2) When data is encrypted, who controls and has access to the data? the cloud service provider or the organization that owns the data?
“First, not all data is created equal. The most sensitive data, like customers social security numbers, patient healthcare records, or plans to your next product, all should (and in some cases must) be encrypted,” he said.
He continued: “Second, and probably most important of all, who will have access to data over its lifetime? Many cloud service providers encrypt data when it is stored in their databases or transferred through a web browser. But, this encryption is under the control of the cloud service provider and encrypted data is likely not segmented by customer.
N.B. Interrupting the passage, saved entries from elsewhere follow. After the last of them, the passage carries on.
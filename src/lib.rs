pub mod config;
pub mod gateway;
pub mod handlers;
pub mod models;
pub mod routes;
pub mod services;
pub mod state;
pub mod store;
pub mod utils;
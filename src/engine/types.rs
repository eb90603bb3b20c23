use crate::store::{KeywordFilter, PatternFilter};
use serde::{Deserialize, Serialize};

/// Ephemeral descriptor for one piece of rendered content, derived per
/// scanned element.
#[derive(Debug, Clone, Default, PartialEq, Serialize, Deserialize)]
#[serde(rename_all = "camelCase", default)]
pub struct ContentDescriptor {
    pub channel_name: String,
    pub video_title: String,
    pub description: String,
}

impl ContentDescriptor {
    pub fn channel(name: impl Into<String>) -> Self {
        Self {
            channel_name: name.into(),
            ..Default::default()
        }
    }
}

/// Outcome of evaluating a descriptor against the active filter set.
#[derive(Debug, Clone, PartialEq, Serialize, Deserialize)]
#[serde(rename_all = "camelCase")]
pub struct Verdict {
    pub blocked: bool,
    #[serde(skip_serializing_if = "Option::is_none")]
    pub reason: Option<BlockReason>,
    #[serde(rename = "filter", skip_serializing_if = "Option::is_none")]
    pub matched_filter: Option<MatchedFilter>,
}

impl Verdict {
    pub fn allow() -> Self {
        Self {
            blocked: false,
            reason: None,
            matched_filter: None,
        }
    }

    pub fn channel() -> Self {
        Self {
            blocked: true,
            reason: Some(BlockReason::Channel),
            matched_filter: None,
        }
    }

    pub fn keyword(filter: KeywordFilter) -> Self {
        Self {
            blocked: true,
            reason: Some(BlockReason::Keyword),
            matched_filter: Some(MatchedFilter::Keyword(filter)),
        }
    }

    pub fn pattern(filter: PatternFilter) -> Self {
        Self {
            blocked: true,
            reason: Some(BlockReason::Pattern),
            matched_filter: Some(MatchedFilter::Pattern(filter)),
        }
    }
}

#[derive(Debug, Clone, Copy, PartialEq, Eq, Serialize, Deserialize)]
#[serde(rename_all = "lowercase")]
pub enum BlockReason {
    Channel,
    Keyword,
    Pattern,
}

/// The rule that produced a blocking verdict. Untagged: the two shapes are
/// distinguishable by their fields, and the wire form stays identical to the
/// stored filter objects.
#[derive(Debug, Clone, PartialEq, Serialize, Deserialize)]
#[serde(untagged)]
pub enum MatchedFilter {
    Keyword(KeywordFilter),
    Pattern(PatternFilter),
}

impl MatchedFilter {
    pub fn id(&self) -> i64 {
        match self {
            MatchedFilter::Keyword(f) => f.id,
            MatchedFilter::Pattern(f) => f.id,
        }
    }
}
Both are red flags under a slew of regulations.”
Accessing encrypted data shouldn’t be a problem for authorized users while being completely inaccessible to criminals. “The best encryption is encryption that you never know is working but is so strong that all the computing power in the world combined still couldn’t break it,” said Kothari.
He continued: “The cloud of course makes this much easier. Any app that connects – whether a desktop or mobile app – can be connected to cloud encryption gateways that work in the background to secure data before it’s stored in the cloud provider. Gartner expects 25 percent of all enterprises to be using these services by 2016. Not just helping to secure data but also reducing costs by 30 percent.”
Protect Vital Information
So how do you determine what data should be encrypted in the cloud? This comes down to the risk tolerance of the business and the type of data it handles.
Data that is likely to be covered by a compliance mandate should be protected, but also anything that could prove costly, embarrassing or provide a business advantage to a competitor, according to David Tishgart, director of product marketing with security solution company Gazzang, Inc. “Compliance mandates are generally fairly loose on how encryption should take place,” he said.
By applying good security practices to encryption it is very likely that you will meet compliance requirements “for free.” Per Tishgart, such best practices will include:
1) Keeping encryption keys securely stored
2) Granting access to the keys only on a need basis
3) Using accepted encryption algorithms
4) Managing the key lifecycle and maintaining access privileges as personnel change
5) Auditing and reporting on the status of encryption and key management
Applying such practices will provide greater security and simpler compliance for data both within your network but also anywhere in the cloud – regardless of who owns the infrastructure or where it is located. It should be no surprise that encryption really is the key to cloud security.